[Task brief] Copy each line of the listing that includes "button".

==========

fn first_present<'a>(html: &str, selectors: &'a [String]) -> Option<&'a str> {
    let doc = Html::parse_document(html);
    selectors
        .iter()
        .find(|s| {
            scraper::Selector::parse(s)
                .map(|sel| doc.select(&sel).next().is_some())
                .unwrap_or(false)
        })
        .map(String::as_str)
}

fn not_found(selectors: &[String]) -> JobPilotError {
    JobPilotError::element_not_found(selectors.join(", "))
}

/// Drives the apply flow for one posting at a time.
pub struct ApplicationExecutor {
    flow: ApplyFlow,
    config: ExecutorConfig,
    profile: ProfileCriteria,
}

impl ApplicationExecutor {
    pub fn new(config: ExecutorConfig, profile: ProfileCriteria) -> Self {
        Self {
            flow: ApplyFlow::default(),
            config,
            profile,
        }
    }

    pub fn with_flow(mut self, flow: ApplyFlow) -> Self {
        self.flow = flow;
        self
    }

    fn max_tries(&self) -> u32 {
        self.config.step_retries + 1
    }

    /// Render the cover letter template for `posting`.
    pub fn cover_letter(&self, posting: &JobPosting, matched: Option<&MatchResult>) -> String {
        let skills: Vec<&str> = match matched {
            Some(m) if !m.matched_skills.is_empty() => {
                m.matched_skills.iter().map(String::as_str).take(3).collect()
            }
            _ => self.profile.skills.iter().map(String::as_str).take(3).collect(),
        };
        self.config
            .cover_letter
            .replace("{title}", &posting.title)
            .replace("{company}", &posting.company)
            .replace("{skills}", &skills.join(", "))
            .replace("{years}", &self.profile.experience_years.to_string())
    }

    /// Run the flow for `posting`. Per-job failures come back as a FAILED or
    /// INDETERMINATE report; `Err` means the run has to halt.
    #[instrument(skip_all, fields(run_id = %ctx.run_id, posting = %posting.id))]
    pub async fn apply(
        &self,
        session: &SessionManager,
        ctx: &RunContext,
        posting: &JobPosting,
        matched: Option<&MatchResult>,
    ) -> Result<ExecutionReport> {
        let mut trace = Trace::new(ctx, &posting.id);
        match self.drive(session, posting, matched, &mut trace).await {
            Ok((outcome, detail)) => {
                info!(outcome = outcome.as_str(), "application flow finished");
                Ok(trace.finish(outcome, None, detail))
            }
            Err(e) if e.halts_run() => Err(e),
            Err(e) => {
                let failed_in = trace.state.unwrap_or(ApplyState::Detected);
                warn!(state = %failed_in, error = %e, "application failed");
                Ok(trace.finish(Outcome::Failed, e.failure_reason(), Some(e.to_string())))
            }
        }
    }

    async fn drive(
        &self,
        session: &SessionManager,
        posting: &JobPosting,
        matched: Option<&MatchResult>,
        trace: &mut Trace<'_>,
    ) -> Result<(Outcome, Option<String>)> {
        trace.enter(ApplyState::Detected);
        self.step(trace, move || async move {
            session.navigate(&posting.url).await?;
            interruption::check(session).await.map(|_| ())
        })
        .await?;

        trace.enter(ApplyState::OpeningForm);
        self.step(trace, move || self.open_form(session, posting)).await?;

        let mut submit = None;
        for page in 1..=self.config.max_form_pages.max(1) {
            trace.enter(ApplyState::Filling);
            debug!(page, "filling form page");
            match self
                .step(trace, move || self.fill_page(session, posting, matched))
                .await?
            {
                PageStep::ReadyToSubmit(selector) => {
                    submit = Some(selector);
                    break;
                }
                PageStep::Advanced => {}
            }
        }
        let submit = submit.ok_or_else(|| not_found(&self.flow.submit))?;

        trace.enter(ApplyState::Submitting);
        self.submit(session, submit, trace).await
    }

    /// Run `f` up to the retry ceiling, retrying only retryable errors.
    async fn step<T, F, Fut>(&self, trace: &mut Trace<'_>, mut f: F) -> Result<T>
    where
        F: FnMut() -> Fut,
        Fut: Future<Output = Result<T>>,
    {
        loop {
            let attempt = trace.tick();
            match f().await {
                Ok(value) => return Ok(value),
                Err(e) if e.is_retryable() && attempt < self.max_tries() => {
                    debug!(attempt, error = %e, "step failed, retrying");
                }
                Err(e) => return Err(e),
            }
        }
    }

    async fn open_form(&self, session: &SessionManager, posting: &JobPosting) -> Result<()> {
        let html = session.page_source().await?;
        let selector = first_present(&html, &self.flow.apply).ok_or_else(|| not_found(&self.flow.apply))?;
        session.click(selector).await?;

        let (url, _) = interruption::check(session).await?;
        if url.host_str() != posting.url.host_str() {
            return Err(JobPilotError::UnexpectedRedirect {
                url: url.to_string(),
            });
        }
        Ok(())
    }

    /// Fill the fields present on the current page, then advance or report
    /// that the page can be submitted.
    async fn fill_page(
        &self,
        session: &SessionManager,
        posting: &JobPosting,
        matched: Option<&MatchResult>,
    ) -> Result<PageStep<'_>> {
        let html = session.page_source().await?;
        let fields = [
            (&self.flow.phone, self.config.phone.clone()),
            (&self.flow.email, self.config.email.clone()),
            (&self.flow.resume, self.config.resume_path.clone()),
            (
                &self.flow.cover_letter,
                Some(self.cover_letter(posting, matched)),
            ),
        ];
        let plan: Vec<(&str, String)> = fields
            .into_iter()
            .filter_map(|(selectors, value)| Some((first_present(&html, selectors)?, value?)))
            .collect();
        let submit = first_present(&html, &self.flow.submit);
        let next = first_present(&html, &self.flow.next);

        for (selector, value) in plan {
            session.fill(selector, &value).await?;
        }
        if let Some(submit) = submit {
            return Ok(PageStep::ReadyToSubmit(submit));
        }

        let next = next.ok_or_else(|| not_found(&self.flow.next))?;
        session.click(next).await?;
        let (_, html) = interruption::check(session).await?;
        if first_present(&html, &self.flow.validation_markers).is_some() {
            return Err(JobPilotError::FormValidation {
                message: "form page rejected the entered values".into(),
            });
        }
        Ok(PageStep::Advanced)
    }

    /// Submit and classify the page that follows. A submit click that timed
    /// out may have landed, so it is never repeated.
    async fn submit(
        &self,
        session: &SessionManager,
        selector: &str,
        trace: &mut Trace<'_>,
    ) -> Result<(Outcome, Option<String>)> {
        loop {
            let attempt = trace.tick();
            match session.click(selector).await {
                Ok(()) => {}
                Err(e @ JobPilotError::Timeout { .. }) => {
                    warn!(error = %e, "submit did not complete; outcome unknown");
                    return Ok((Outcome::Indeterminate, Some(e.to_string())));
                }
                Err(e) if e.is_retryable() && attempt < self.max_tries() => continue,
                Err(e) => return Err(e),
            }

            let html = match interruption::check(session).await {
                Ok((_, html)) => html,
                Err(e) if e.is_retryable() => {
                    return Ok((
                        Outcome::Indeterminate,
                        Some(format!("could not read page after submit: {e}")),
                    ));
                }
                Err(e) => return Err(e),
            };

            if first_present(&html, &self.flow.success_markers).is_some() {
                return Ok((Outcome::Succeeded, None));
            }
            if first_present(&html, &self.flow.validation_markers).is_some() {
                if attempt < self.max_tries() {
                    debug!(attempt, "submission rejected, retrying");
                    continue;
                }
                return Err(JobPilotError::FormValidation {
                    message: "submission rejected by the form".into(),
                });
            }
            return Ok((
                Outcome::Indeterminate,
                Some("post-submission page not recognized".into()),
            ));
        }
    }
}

==========

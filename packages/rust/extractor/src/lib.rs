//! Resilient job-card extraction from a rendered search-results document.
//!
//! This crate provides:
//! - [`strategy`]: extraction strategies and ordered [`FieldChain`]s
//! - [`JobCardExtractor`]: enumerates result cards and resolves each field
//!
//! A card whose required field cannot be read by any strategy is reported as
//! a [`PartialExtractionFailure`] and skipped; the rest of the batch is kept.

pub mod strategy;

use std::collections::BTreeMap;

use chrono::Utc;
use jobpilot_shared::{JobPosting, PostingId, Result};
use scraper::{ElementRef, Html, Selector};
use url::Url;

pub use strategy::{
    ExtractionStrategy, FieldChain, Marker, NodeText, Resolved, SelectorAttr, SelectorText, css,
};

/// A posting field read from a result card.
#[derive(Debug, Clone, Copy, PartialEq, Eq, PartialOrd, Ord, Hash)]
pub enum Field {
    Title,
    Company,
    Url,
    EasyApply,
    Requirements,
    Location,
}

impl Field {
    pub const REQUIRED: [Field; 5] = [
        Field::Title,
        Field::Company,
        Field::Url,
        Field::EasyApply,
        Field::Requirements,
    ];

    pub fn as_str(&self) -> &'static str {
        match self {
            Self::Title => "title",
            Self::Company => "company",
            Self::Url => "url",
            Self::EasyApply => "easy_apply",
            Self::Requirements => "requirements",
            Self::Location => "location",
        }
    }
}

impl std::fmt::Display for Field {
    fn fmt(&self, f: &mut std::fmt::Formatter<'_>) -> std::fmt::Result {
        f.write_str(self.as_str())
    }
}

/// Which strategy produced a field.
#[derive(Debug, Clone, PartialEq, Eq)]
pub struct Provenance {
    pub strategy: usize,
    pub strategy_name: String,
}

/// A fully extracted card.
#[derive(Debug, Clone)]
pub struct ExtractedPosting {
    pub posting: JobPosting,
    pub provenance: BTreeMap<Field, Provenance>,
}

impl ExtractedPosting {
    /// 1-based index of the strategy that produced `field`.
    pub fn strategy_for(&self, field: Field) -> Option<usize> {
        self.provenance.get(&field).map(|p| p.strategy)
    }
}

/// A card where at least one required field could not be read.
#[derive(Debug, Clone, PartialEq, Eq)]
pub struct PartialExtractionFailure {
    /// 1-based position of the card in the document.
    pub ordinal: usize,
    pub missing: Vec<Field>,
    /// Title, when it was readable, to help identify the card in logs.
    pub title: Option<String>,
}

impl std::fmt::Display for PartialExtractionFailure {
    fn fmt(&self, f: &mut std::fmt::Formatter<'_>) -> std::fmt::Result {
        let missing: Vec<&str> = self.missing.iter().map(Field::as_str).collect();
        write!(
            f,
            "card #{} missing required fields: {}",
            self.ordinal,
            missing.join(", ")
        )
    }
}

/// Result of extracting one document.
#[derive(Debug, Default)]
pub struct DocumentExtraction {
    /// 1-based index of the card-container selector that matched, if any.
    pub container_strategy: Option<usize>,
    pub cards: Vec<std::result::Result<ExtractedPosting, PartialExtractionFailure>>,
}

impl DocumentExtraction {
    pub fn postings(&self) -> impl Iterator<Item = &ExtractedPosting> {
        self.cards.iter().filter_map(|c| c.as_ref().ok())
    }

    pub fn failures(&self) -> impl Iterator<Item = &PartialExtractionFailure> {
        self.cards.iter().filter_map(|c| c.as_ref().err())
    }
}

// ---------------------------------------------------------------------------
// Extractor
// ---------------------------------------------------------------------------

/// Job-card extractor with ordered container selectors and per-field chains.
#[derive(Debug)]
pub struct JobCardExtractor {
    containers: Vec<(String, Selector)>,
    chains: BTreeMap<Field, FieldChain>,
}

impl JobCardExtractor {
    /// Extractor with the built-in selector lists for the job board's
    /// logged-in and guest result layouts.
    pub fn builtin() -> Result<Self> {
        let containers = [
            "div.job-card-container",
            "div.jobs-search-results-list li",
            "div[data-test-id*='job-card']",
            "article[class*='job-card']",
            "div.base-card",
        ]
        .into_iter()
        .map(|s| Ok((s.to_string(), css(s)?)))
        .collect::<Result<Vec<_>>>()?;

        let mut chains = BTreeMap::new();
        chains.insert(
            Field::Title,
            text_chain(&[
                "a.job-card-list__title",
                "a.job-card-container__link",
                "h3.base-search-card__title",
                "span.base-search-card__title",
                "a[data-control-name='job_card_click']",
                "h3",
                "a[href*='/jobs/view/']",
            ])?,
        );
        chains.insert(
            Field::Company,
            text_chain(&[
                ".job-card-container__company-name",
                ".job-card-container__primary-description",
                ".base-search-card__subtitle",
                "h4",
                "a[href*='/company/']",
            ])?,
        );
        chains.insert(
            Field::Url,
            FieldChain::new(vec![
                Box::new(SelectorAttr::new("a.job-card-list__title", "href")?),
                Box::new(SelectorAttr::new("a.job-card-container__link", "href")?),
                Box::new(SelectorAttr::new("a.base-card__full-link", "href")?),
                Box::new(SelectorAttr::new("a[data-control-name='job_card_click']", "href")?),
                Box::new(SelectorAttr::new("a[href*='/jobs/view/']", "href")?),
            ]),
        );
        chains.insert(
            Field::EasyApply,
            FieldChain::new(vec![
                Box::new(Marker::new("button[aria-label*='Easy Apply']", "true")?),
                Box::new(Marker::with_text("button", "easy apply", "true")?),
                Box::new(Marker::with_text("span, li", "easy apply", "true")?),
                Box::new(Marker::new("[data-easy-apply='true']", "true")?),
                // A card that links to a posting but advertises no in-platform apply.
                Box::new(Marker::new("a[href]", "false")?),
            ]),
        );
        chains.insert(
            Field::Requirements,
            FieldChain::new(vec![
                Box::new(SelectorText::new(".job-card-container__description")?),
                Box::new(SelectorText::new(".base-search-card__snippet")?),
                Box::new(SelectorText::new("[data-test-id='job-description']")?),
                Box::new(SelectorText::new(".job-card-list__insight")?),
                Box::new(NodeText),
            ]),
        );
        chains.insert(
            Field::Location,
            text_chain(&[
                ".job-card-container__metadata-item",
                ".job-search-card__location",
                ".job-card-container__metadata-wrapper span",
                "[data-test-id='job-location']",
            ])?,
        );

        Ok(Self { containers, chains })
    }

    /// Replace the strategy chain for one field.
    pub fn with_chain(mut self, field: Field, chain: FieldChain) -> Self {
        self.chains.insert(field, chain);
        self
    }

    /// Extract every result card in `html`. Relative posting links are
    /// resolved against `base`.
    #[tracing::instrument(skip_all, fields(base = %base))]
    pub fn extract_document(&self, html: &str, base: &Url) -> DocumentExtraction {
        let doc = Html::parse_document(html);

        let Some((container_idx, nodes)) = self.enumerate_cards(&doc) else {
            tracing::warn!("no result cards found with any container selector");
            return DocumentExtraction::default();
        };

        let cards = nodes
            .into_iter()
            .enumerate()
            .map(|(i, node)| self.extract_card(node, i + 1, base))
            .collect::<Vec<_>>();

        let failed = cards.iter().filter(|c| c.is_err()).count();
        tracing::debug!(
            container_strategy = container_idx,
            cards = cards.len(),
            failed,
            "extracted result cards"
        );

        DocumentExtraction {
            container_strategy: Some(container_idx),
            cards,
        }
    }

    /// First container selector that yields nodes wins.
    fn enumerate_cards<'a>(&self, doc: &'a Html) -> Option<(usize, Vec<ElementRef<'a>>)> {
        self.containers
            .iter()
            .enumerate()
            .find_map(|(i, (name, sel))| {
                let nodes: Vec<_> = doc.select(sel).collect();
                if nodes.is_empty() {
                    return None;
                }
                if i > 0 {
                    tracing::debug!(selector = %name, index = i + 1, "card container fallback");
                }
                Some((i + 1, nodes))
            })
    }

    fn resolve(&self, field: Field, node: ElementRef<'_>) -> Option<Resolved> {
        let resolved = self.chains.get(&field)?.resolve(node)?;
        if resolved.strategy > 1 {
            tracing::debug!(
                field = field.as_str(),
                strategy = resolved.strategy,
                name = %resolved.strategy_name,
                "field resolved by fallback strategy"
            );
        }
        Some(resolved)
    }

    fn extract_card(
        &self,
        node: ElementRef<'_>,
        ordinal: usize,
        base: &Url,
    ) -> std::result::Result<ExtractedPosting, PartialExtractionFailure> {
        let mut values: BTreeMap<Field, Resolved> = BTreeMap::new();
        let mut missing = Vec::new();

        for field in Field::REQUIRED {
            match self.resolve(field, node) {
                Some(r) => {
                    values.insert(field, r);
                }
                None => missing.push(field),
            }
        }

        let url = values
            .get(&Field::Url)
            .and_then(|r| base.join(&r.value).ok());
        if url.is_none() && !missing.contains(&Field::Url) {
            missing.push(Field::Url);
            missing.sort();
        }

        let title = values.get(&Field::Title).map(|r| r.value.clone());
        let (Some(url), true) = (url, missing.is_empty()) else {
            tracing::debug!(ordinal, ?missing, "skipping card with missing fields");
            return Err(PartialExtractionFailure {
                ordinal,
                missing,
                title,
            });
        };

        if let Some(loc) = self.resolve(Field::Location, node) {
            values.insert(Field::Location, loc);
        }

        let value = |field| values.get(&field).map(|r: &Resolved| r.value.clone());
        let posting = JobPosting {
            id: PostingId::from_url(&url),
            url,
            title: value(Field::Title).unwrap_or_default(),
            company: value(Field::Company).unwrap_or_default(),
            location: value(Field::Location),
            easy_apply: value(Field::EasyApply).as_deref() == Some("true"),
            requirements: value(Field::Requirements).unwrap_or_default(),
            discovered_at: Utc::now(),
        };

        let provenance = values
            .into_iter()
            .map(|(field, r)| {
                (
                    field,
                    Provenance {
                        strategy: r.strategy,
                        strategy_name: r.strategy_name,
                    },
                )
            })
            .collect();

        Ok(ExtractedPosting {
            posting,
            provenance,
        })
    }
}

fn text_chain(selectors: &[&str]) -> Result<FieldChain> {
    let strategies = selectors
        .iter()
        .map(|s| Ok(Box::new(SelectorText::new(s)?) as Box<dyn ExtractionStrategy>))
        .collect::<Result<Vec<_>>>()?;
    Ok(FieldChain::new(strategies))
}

==========

[Result]
                Box::new(Marker::new("button[aria-label*='Easy Apply']", "true")?),
                Box::new(Marker::with_text("button", "easy apply", "true")?),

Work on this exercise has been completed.